*** Block opens ***
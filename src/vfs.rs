//! The VFS instance: open protocol, deletion, and bulk snapshot I/O.

use std::sync::{Arc, Mutex, MutexGuard};
use std::time::Duration;

use rand::RngCore;
use sqlite_vfs::{error::Error, OpenOptions, RegisterError, Vfs};

use crate::content::Registry;
use crate::error::{Error as BackendError, VfsError};
use crate::handle::MemHandle;

/// An in-memory virtual file system.
///
/// All durable state of every database served by this instance lives in one
/// shared registry; cloning the instance only clones the reference, so a
/// clone kept by the caller can snapshot and restore files while SQLite has
/// the VFS registered.
#[derive(Clone, Default)]
pub struct MemVfs {
    registry: Arc<Mutex<Registry>>,
}

impl MemVfs {
    pub fn new() -> MemVfs {
        MemVfs::default()
    }

    /// Register this instance with SQLite under `name`. The instance remains
    /// usable (e.g. for [MemVfs::file_read]) afterwards.
    pub fn register(&self, name: &str, as_default: bool) -> Result<(), RegisterError> {
        sqlite_vfs::register(name, self.clone(), as_default)
    }

    fn registry(&self) -> MutexGuard<'_, Registry> {
        self.registry
            .lock()
            .unwrap_or_else(|poisoned| poisoned.into_inner())
    }

    /// Snapshot the logical contents of the named file. An empty file yields
    /// an empty buffer; an absent one fails with the not-found kind.
    pub fn file_read(&self, name: &str) -> Result<Vec<u8>, VfsError> {
        tracing::debug!(file = %name, "file_read");
        self.registry().file_read(name)
    }

    /// Atomically replace the named file's contents with `data`, creating the
    /// file when necessary. The page size is re-derived from the embedded
    /// database or WAL header, and a restored database is immediately
    /// writable in WAL mode.
    pub fn file_write(&self, name: &str, data: &[u8]) -> Result<(), VfsError> {
        tracing::debug!(file = %name, len = data.len(), "file_write");
        self.registry().file_write(name, data)
    }
}

impl Vfs for MemVfs {
    type Handle = MemHandle;
    type Error = BackendError;

    fn open(&self, db: &str, opts: OpenOptions) -> Result<MemHandle, Error<BackendError>> {
        tracing::debug!(file = %db, ?opts, "open");
        self.registry().open(db, &opts)?;
        Ok(MemHandle::new(Arc::clone(&self.registry), db.to_string()))
    }

    fn delete(&self, db: &str) -> Result<(), Error<BackendError>> {
        tracing::debug!(file = %db, "delete");
        self.registry().delete(db)
    }

    fn exists(&self, db: &str) -> Result<bool, Error<BackendError>> {
        Ok(self.registry().exists(db))
    }

    fn temporary_name(&self) -> String {
        format!("etilqs_{:016x}", rand::thread_rng().next_u64())
    }

    fn random(&self, buffer: &mut [u8]) {
        rand::thread_rng().fill_bytes(buffer);
    }

    fn sleep(&self, duration: Duration) -> Duration {
        // Nothing here ever blocks; report the requested duration back.
        duration
    }
}
impl Registry {
    pub fn get(&self, name: &str) -> Option<&Content> {
        self.contents.get(name)
    }

    pub fn exists(&self, name: &str) -> bool {
        self.contents.contains_key(name)
    }

    /// Resolve or create the named content and take a reference on it.
    /// Returns the kind the new handle dispatches on.
    pub fn open(&mut self, name: &str, opts: &OpenOptions) -> Result<FileKind> {
        if let Some(content) = self.contents.get_mut(name) {
            if opts.access == OpenAccess::CreateNew {
                return Err(Error::AlreadyExists { name: name.into() });
            }
            if opts.delete_on_close {
                content.delete_on_close = true;
            }
            content.refcount += 1;
            return Ok(content.kind);
        }

        if !matches!(opts.access, OpenAccess::Create | OpenAccess::CreateNew) {
            return Err(Error::NotFound { name: name.into() });
        }
        if self.contents.len() >= MAX_CONTENTS {
            return Err(Error::TooManyFiles);
        }

        let kind = FileKind::resolve(opts.kind, name);
        if kind == FileKind::Wal {
            let base = name.strip_suffix("-wal").unwrap_or(name);
            let has_db = self
                .contents
                .get(base)
                .map(|content| content.kind == FileKind::MainDb)
                .unwrap_or(false);
            if !has_db {
                return Err(Error::WalWithoutDb { name: name.into() });
            }
        }

        let mut content = Content::new(kind);
        content.refcount = 1;
        content.delete_on_close = opts.delete_on_close;
        self.contents.insert(name.to_string(), content);
        Ok(kind)
    }

    /// Release one handle's reference; the content disappears when the last
    /// reference goes away and the file was opened delete-on-close.
    pub fn close_handle(&mut self, name: &str, lock: LockKind, shm: &mut ShmHandle) {
        self.set_lock(name, lock, LockKind::None);
        let _ = self.shm_unmap(name, false, shm);

        if let Some(content) = self.contents.get_mut(name) {
            content.refcount = content.refcount.saturating_sub(1);
            if content.refcount == 0 && content.delete_on_close {
                self.contents.remove(name);
            }
        }
    }

    pub fn delete(&mut self, name: &str) -> Result<()> {
        match self.contents.get(name) {
            None => Err(Error::DeleteNotFound { name: name.into() }),
            Some(content) if content.refcount > 0 => {
                Err(Error::DeleteBusy { name: name.into() })
            }
            Some(_) => {
                self.contents.remove(name);
                Ok(())
            }
        }
    }

    fn require(&self, name: &str) -> Result<&Content> {
        self.contents
            .get(name)
            .ok_or_else(|| Error::NotFound { name: name.into() })
    }

    fn require_mut(&mut self, name: &str) -> Result<&mut Content> {
        self.contents
            .get_mut(name)
            .ok_or_else(|| Error::NotFound { name: name.into() })
    }

    pub fn read(&self, name: &str, offset: u64, buf: &mut [u8]) -> Result<()> {
        self.require(name)?.read(offset, buf)
    }

    pub fn write(&mut self, name: &str, offset: u64, data: &[u8]) -> Result<()> {
        let kind = self.require(name)?.kind;
        match kind {
            FileKind::MainDb => {
                let content = self.require(name)?;
                if !content.wal_mode {
                    // A database write with a non-empty rollback journal is a
                    // rollback-mode commit; only WAL mode is supported.
                    let journal = format!("{name}-journal");
                    let journal_active = self
                        .contents
                        .get(&journal)
                        .map(|journal| journal.file_size() > 0)
                        .unwrap_or(false);
                    if journal_active {
                        return Err(Error::NotInWalMode);
                    }
                }
                match &mut self.require_mut(name)?.body {
                    Body::Pages(pages) => pages.write(offset, data),
                    _ => unreachable!("main database content is page backed"),
                }
            }
            FileKind::Wal => {
                let base = name.strip_suffix("-wal").unwrap_or(name).to_string();
                let db_page_size = self.contents.get(&base).and_then(Content::page_size);
                match &mut self.require_mut(name)?.body {
                    Body::Wal(wal) => wal.write(offset, data, db_page_size),
                    _ => unreachable!("WAL content is frame backed"),
                }
            }
            _ => match &mut self.require_mut(name)?.body {
                Body::Bytes(bytes) => bytes.write(offset, data),
                _ => unreachable!("journal and temp contents are byte backed"),
            },
        }
    }

    pub fn truncate(&mut self, name: &str, size: u64) -> Result<()> {
        self.require_mut(name)?.truncate(size)
    }

    pub fn file_size(&self, name: &str) -> Result<u64> {
        Ok(self.require(name)?.file_size())
    }

    /// Syncing is free on memory, but it is also the point where rollback
    /// journaling betrays itself: a journal sync (or a database sync before
    /// synchronous-off + WAL mode were negotiated) fails, which keeps every
    /// non-WAL write path out of the database.
    pub fn sync(&self, name: &str) -> Result<()> {
        let content = self.require(name)?;
        match content.kind {
            FileKind::Journal => Err(Error::NotInWalMode),
            FileKind::MainDb if !(content.wal_mode && content.sync_off) => {
                Err(Error::NotInWalMode)
            }
            _ => Ok(()),
        }
    }

    /// Intercepted `PRAGMA` statements on a main database file. The page
    /// size is recorded and immutable once set, only WAL journaling is
    /// accepted, and the synchronous setting feeds the sync gate.
    pub fn pragma(&mut self, name: &str, pragma: &str, value: Option<&str>) -> Result<()> {
        let content = match self.contents.get_mut(name) {
            Some(content) if content.kind == FileKind::MainDb => content,
            _ => return Ok(()),
        };

        match (pragma, value) {
            ("page_size", Some(value)) => {
                if let Ok(size) = value.parse::<u32>() {
                    // Invalid sizes are ignored, like the engine itself does.
                    if format::is_valid_page_size(size) {
                        match &mut content.body {
                            Body::Pages(pages) => pages.apply_page_size(size)?,
                            _ => unreachable!("main database content is page backed"),
                        }
                    }
                }
                Ok(())
            }
            ("journal_mode", Some(value)) => {
                if value.eq_ignore_ascii_case("wal") {
                    content.wal_mode = true;
                    Ok(())
                } else {
                    Err(Error::JournalModeNotWal { mode: value.into() })
                }
            }
            ("synchronous", Some(value)) => {
                content.sync_off = value.eq_ignore_ascii_case("off") || value == "0";
                Ok(())
            }
            _ => Ok(()),
        }
    }

    /// Record a pager-lock transition of one handle. The pager locks never
    /// block here (all real coordination goes through the shm lock table),
    /// but reserved holders are counted for `xCheckReservedLock`.
    pub fn set_lock(&mut self, name: &str, from: LockKind, to: LockKind) {
        if let Some(content) = self.contents.get_mut(name) {
            let was = from >= LockKind::Reserved;
            let is = to >= LockKind::Reserved;
            if was && !is {
                content.reserved_handles = content.reserved_handles.saturating_sub(1);
            } else if !was && is {
                content.reserved_handles += 1;
            }
        }
    }

    /// Whether a handle other than the calling one holds RESERVED or
    /// stronger.
    pub fn reserved(&self, name: &str, own_lock: LockKind) -> Result<bool> {
        let content = self.require(name)?;
        let own = (own_lock >= LockKind::Reserved) as usize;
        Ok(content.reserved_handles > own)
    }

    pub fn shm_map(
        &mut self,
        name: &str,
        region: u32,
        size: usize,
        extend: bool,
        shm: &mut ShmHandle,
    ) -> Result<Option<NonNull<u8>>> {
        let content = self.require_mut(name)?;
        if content.kind != FileKind::MainDb {
            return Err(BackendError::ShmUnsupported.into());
        }

        let regions = content.shm.get_or_insert_with(Shm::default);
        if !shm.mapped {
            shm.mapped = true;
            regions.add_ref();
        }
        regions.map_region(region, size, extend)
    }

    pub fn shm_lock(
        &mut self,
        name: &str,
        slots: std::ops::Range<u8>,
        mode: ShmLockMode,
        shm: &mut ShmHandle,
    ) -> Result<bool> {
        let content = self.require_mut(name)?;
        let regions = content.shm.as_mut().ok_or(BackendError::ShmNotMapped)?;
        Ok(regions.lock(slots, mode, &mut shm.shared, &mut shm.exclusive))
    }

    pub fn shm_unlock(
        &mut self,
        name: &str,
        slots: std::ops::Range<u8>,
        mode: ShmLockMode,
        shm: &mut ShmHandle,
    ) -> Result<()> {
        let content = self.require_mut(name)?;
        let regions = content.shm.as_mut().ok_or(BackendError::ShmNotMapped)?;
        regions.unlock(slots, mode, &mut shm.shared, &mut shm.exclusive);
        Ok(())
    }

    pub fn shm_unmap(&mut self, name: &str, delete: bool, shm: &mut ShmHandle) -> Result<()> {
        let content = self.require_mut(name)?;
        if let Some(regions) = content.shm.as_mut() {
            if shm.mapped {
                regions.release_all(&mut shm.shared, &mut shm.exclusive);
                let remaining = regions.drop_ref();
                if delete && remaining == 0 {
                    content.shm = None;
                }
            }
        }
        shm.mapped = false;
        Ok(())
    }

    /// Snapshot the named content's logical bytes (`FileRead`).
    pub fn file_read(&self, name: &str) -> Result<Vec<u8>> {
        self.require(name)?.snapshot()
    }

    /// Atomically replace the named content with `data`, creating it first
    /// when it does not exist yet (`FileWrite`).
    pub fn file_write(&mut self, name: &str, data: &[u8]) -> Result<()> {
        if !self.contents.contains_key(name) {
            if self.contents.len() >= MAX_CONTENTS {
                return Err(Error::TooManyFiles);
            }
            let kind = FileKind::from_name(name);
            if kind == FileKind::Wal {
                let base = name.strip_suffix("-wal").unwrap_or(name);
                let has_db = self
                    .contents
                    .get(base)
                    .map(|content| content.kind == FileKind::MainDb)
                    .unwrap_or(false);
                if !has_db {
                    return Err(Error::WalWithoutDb { name: name.into() });
                }
            }
            self.contents.insert(name.to_string(), Content::new(kind));
        }

        self.require_mut(name)?.restore(data)
    }
}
*** Block closes ***
**What is needed**. Up to and including the line with "pub fn register(&self, name: &str, as_default: bool)", repeat the entries exactly, beginning at their first line.

**Exercise answer**.
filename src/vfs.rs
//! The VFS instance: open protocol, deletion, and bulk snapshot I/O.

use std::sync::{Arc, Mutex, MutexGuard};
use std::time::Duration;

use rand::RngCore;
use sqlite_vfs::{error::Error, OpenOptions, RegisterError, Vfs};

use crate::content::Registry;
use crate::error::{Error as BackendError, VfsError};
use crate::handle::MemHandle;

/// An in-memory virtual file system.
///
/// All durable state of every database served by this instance lives in one
/// shared registry; cloning the instance only clones the reference, so a
/// clone kept by the caller can snapshot and restore files while SQLite has
/// the VFS registered.
#[derive(Clone, Default)]
pub struct MemVfs {
    registry: Arc<Mutex<Registry>>,
}

impl MemVfs {
    pub fn new() -> MemVfs {
        MemVfs::default()
    }

    /// Register this instance with SQLite under `name`. The instance remains
    /// usable (e.g. for [MemVfs::file_read]) afterwards.
    pub fn register(&self, name: &str, as_default: bool) -> Result<(), RegisterError> {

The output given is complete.